impl StoreTx {
    // =========================================================================
    // Vaults
    // =========================================================================

    pub async fn get_vault(&mut self, address: &Address) -> Result<Option<Vault>, sqlx::Error> {
        fetch_vault(&mut self.tx, address).await
    }

    /// Upsert the vault and record its value as of `vault.latest_block`.
    pub async fn put_vault(&mut self, vault: &Vault) -> Result<(), sqlx::Error> {
        let round_id = u64_bind(vault.current_round_id, "round id")?;
        let round_address = vault.current_round_address.as_ref().map(|a| a.as_str());
        sqlx::query(
            r#"
            INSERT INTO vaults (address, current_round_id, current_round_address,
                                unlocked_balance, locked_balance, stashed_balance, latest_block)
            VALUES (?, ?, ?, ?, ?, ?, ?)
            ON CONFLICT(address) DO UPDATE SET
                current_round_id = excluded.current_round_id,
                current_round_address = excluded.current_round_address,
                unlocked_balance = excluded.unlocked_balance,
                locked_balance = excluded.locked_balance,
                stashed_balance = excluded.stashed_balance,
                latest_block = excluded.latest_block
            "#,
        )
        .bind(vault.address.as_str())
        .bind(round_id)
        .bind(round_address)
        .bind(vault.unlocked_balance.to_canonical_string())
        .bind(vault.locked_balance.to_canonical_string())
        .bind(vault.stashed_balance.to_canonical_string())
        .bind(vault.latest_block.as_i64())
        .execute(&mut *self.tx)
        .await?;

        sqlx::query(
            r#"
            INSERT INTO vault_history (address, block_number, current_round_id, current_round_address,
                                       unlocked_balance, locked_balance, stashed_balance)
            VALUES (?, ?, ?, ?, ?, ?, ?)
            ON CONFLICT(address, block_number) DO UPDATE SET
                current_round_id = excluded.current_round_id,
                current_round_address = excluded.current_round_address,
                unlocked_balance = excluded.unlocked_balance,
                locked_balance = excluded.locked_balance,
                stashed_balance = excluded.stashed_balance
            "#,
        )
        .bind(vault.address.as_str())
        .bind(vault.latest_block.as_i64())
        .bind(round_id)
        .bind(round_address)
        .bind(vault.unlocked_balance.to_canonical_string())
        .bind(vault.locked_balance.to_canonical_string())
        .bind(vault.stashed_balance.to_canonical_string())
        .execute(&mut *self.tx)
        .await?;
        Ok(())
    }

    /// Undo the vault's mutations at `block` from history.
    pub async fn revert_vault(
        &mut self,
        address: &Address,
        block: BlockNumber,
    ) -> Result<Restored, sqlx::Error> {
        match self.get_vault(address).await? {
            Some(vault) if vault.latest_block == block => {}
            _ => return Ok(Restored::Untouched),
        }

        sqlx::query("DELETE FROM vault_history WHERE address = ? AND block_number >= ?")
            .bind(address.as_str())
            .bind(block.as_i64())
            .execute(&mut *self.tx)
            .await?;

        let prior = sqlx::query(
            r#"
            SELECT address, current_round_id, current_round_address,
                   unlocked_balance, locked_balance, stashed_balance,
                   block_number AS latest_block
            FROM vault_history
            WHERE address = ? AND block_number < ?
            ORDER BY block_number DESC
            LIMIT 1
            "#,
        )
        .bind(address.as_str())
        .bind(block.as_i64())
        .fetch_optional(&mut *self.tx)
        .await?;

        match prior.as_ref().map(vault_from_row).transpose()? {
            Some(vault) => {
                self.write_vault_row(&vault).await?;
                Ok(Restored::Rewound(vault.latest_block))
            }
            None => {
                sqlx::query("DELETE FROM vaults WHERE address = ?")
                    .bind(address.as_str())
                    .execute(&mut *self.tx)
                    .await?;
                Ok(Restored::Removed)
            }
        }
    }

    async fn write_vault_row(&mut self, vault: &Vault) -> Result<(), sqlx::Error> {
        sqlx::query(
            r#"
            UPDATE vaults SET
                current_round_id = ?, current_round_address = ?,
                unlocked_balance = ?, locked_balance = ?, stashed_balance = ?,
                latest_block = ?
            WHERE address = ?
            "#,
        )
        .bind(u64_bind(vault.current_round_id, "round id")?)
        .bind(vault.current_round_address.as_ref().map(|a| a.as_str()))
        .bind(vault.unlocked_balance.to_canonical_string())
        .bind(vault.locked_balance.to_canonical_string())
        .bind(vault.stashed_balance.to_canonical_string())
        .bind(vault.latest_block.as_i64())
        .bind(vault.address.as_str())
        .execute(&mut *self.tx)
        .await?;
        Ok(())
    }

    // =========================================================================
    // Liquidity providers
    // =========================================================================

    pub async fn get_provider(
        &mut self,
        vault: &Address,
        provider: &Address,
    ) -> Result<Option<LiquidityProvider>, sqlx::Error> {
        fetch_provider(&mut self.tx, vault, provider).await
    }

    /// Every provider of `vault`, ordered by address.
    pub async fn providers_for_vault(
        &mut self,
        vault: &Address,
    ) -> Result<Vec<LiquidityProvider>, sqlx::Error> {
        let rows = sqlx::query(
            r#"
            SELECT vault_address, address, unlocked_balance, locked_balance,
                   stashed_balance, latest_block
            FROM liquidity_providers
            WHERE vault_address = ?
            ORDER BY address ASC
            "#,
        )
        .bind(vault.as_str())
        .fetch_all(&mut *self.tx)
        .await?;
        rows.iter().map(provider_from_row).collect()
    }

    pub async fn put_provider(&mut self, lp: &LiquidityProvider) -> Result<(), sqlx::Error> {
        sqlx::query(
            r#"
            INSERT INTO liquidity_providers (vault_address, address, unlocked_balance,
                                             locked_balance, stashed_balance, latest_block)
            VALUES (?, ?, ?, ?, ?, ?)
            ON CONFLICT(vault_address, address) DO UPDATE SET
                unlocked_balance = excluded.unlocked_balance,
                locked_balance = excluded.locked_balance,
                stashed_balance = excluded.stashed_balance,
                latest_block = excluded.latest_block
            "#,
        )
        .bind(lp.vault_address.as_str())
        .bind(lp.address.as_str())
        .bind(lp.unlocked_balance.to_canonical_string())
        .bind(lp.locked_balance.to_canonical_string())
        .bind(lp.stashed_balance.to_canonical_string())
        .bind(lp.latest_block.as_i64())
        .execute(&mut *self.tx)
        .await?;

        sqlx::query(
            r#"
            INSERT INTO liquidity_provider_history (vault_address, address, block_number,
                                                    unlocked_balance, locked_balance, stashed_balance)
            VALUES (?, ?, ?, ?, ?, ?)
            ON CONFLICT(vault_address, address, block_number) DO UPDATE SET
                unlocked_balance = excluded.unlocked_balance,
                locked_balance = excluded.locked_balance,
                stashed_balance = excluded.stashed_balance
            "#,
        )
        .bind(lp.vault_address.as_str())
        .bind(lp.address.as_str())
        .bind(lp.latest_block.as_i64())
        .bind(lp.unlocked_balance.to_canonical_string())
        .bind(lp.locked_balance.to_canonical_string())
        .bind(lp.stashed_balance.to_canonical_string())
        .execute(&mut *self.tx)
        .await?;
        Ok(())
    }

    /// Undo one provider's mutations at `block` from history.
    pub async fn revert_provider(
        &mut self,
        vault: &Address,
        provider: &Address,
        block: BlockNumber,
    ) -> Result<Restored, sqlx::Error> {
        match self.get_provider(vault, provider).await? {
            Some(lp) if lp.latest_block == block => {}
            _ => return Ok(Restored::Untouched),
        }

        sqlx::query(
            r#"
            DELETE FROM liquidity_provider_history
            WHERE vault_address = ? AND address = ? AND block_number >= ?
            "#,
        )
        .bind(vault.as_str())
        .bind(provider.as_str())
        .bind(block.as_i64())
        .execute(&mut *self.tx)
        .await?;

        let prior = sqlx::query(
            r#"
            SELECT vault_address, address, unlocked_balance, locked_balance,
                   stashed_balance, block_number AS latest_block
            FROM liquidity_provider_history
            WHERE vault_address = ? AND address = ? AND block_number < ?
            ORDER BY block_number DESC
            LIMIT 1
            "#,
        )
        .bind(vault.as_str())
        .bind(provider.as_str())
        .bind(block.as_i64())
        .fetch_optional(&mut *self.tx)
        .await?;

        match prior.as_ref().map(provider_from_row).transpose()? {
            Some(lp) => {
                sqlx::query(
                    r#"
                    UPDATE liquidity_providers SET
                        unlocked_balance = ?, locked_balance = ?, stashed_balance = ?,
                        latest_block = ?
                    WHERE vault_address = ? AND address = ?
                    "#,
                )
                .bind(lp.unlocked_balance.to_canonical_string())
                .bind(lp.locked_balance.to_canonical_string())
                .bind(lp.stashed_balance.to_canonical_string())
                .bind(lp.latest_block.as_i64())
                .bind(vault.as_str())
                .bind(provider.as_str())
                .execute(&mut *self.tx)
                .await?;
                Ok(Restored::Rewound(lp.latest_block))
            }
            None => {
                sqlx::query("DELETE FROM liquidity_providers WHERE vault_address = ? AND address = ?")
                    .bind(vault.as_str())
                    .bind(provider.as_str())
                    .execute(&mut *self.tx)
                    .await?;
                Ok(Restored::Removed)
            }
        }
    }

    /// Undo every provider of `vault` last written at `block`. Returns how
    /// many were rewound or removed.
    pub async fn revert_providers_at(
        &mut self,
        vault: &Address,
        block: BlockNumber,
    ) -> Result<usize, sqlx::Error> {
        let rows = sqlx::query(
            "SELECT address FROM liquidity_providers WHERE vault_address = ? AND latest_block = ?",
        )
        .bind(vault.as_str())
        .bind(block.as_i64())
        .fetch_all(&mut *self.tx)
        .await?;
        let touched: Vec<Address> = rows
            .iter()
            .map(|r| r.try_get::<String, _>("address").map(Address::new))
            .collect::<Result<_, _>>()?;

        for provider in &touched {
            self.revert_provider(vault, provider, block).await?;
        }
        Ok(touched.len())
    }

    // =========================================================================
    // Queued withdrawals
    // =========================================================================

    pub async fn get_queued(
        &mut self,
        provider: &Address,
        round: &Address,
    ) -> Result<Option<QueuedWithdrawal>, sqlx::Error> {
        fetch_queued(&mut self.tx, provider, round).await
    }

    /// Every queued withdrawal against `round`.
    pub async fn queued_for_round(
        &mut self,
        round: &Address,
    ) -> Result<Vec<QueuedWithdrawal>, sqlx::Error> {
        let rows = sqlx::query(
            r#"
            SELECT provider, round_address, bps, queued_amount, latest_block
            FROM queued_withdrawals
            WHERE round_address = ?
            ORDER BY provider ASC
            "#,
        )
        .bind(round.as_str())
        .fetch_all(&mut *self.tx)
        .await?;
        rows.iter().map(queued_from_row).collect()
    }

    pub async fn put_queued(&mut self, queued: &QueuedWithdrawal) -> Result<(), sqlx::Error> {
        let bps = u64_bind(queued.bps, "bps")?;
        sqlx::query(
            r#"
            INSERT INTO queued_withdrawals (provider, round_address, bps, queued_amount, latest_block)
            VALUES (?, ?, ?, ?, ?)
            ON CONFLICT(provider, round_address) DO UPDATE SET
                bps = excluded.bps,
                queued_amount = excluded.queued_amount,
                latest_block = excluded.latest_block
            "#,
        )
        .bind(queued.provider.as_str())
        .bind(queued.round_address.as_str())
        .bind(bps)
        .bind(queued.queued_amount.to_canonical_string())
        .bind(queued.latest_block.as_i64())
        .execute(&mut *self.tx)
        .await?;

        sqlx::query(
            r#"
            INSERT INTO queued_withdrawal_history (provider, round_address, block_number, bps, queued_amount)
            VALUES (?, ?, ?, ?, ?)
            ON CONFLICT(provider, round_address, block_number) DO UPDATE SET
                bps = excluded.bps,
                queued_amount = excluded.queued_amount
            "#,
        )
        .bind(queued.provider.as_str())
        .bind(queued.round_address.as_str())
        .bind(queued.latest_block.as_i64())
        .bind(bps)
        .bind(queued.queued_amount.to_canonical_string())
        .execute(&mut *self.tx)
        .await?;
        Ok(())
    }

    /// Undo a queued withdrawal's mutations at `block` from history.
    pub async fn revert_queued(
        &mut self,
        provider: &Address,
        round: &Address,
        block: BlockNumber,
    ) -> Result<Restored, sqlx::Error> {
        match self.get_queued(provider, round).await? {
            Some(q) if q.latest_block == block => {}
            _ => return Ok(Restored::Untouched),
        }

        sqlx::query(
            r#"
            DELETE FROM queued_withdrawal_history
            WHERE provider = ? AND round_address = ? AND block_number >= ?
            "#,
        )
        .bind(provider.as_str())
        .bind(round.as_str())
        .bind(block.as_i64())
        .execute(&mut *self.tx)
        .await?;

        let prior = sqlx::query(
            r#"
            SELECT provider, round_address, bps, queued_amount, block_number AS latest_block
            FROM queued_withdrawal_history
            WHERE provider = ? AND round_address = ? AND block_number < ?
            ORDER BY block_number DESC
            LIMIT 1
            "#,
        )
        .bind(provider.as_str())
        .bind(round.as_str())
        .bind(block.as_i64())
        .fetch_optional(&mut *self.tx)
        .await?;

        match prior.as_ref().map(queued_from_row).transpose()? {
            Some(q) => {
                self.put_queued(&q).await?;
                Ok(Restored::Rewound(q.latest_block))
            }
            None => {
                sqlx::query(
                    "DELETE FROM queued_withdrawals WHERE provider = ? AND round_address = ?",
                )
                .bind(provider.as_str())
                .bind(round.as_str())
                .execute(&mut *self.tx)
                .await?;
                Ok(Restored::Removed)
            }
        }
    }
}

--------------------------------

ASSIGNMENT -
Each line from the first line of the listing through the line with "Upsert the vault" must be output exactly, both ends included, and no other line may appear.

RESPONSE BELOW -
impl StoreTx {
    // =========================================================================
    // Vaults
    // =========================================================================

    pub async fn get_vault(&mut self, address: &Address) -> Result<Option<Vault>, sqlx::Error> {
        fetch_vault(&mut self.tx, address).await
    }

    /// Upsert the vault and record its value as of `vault.latest_block`.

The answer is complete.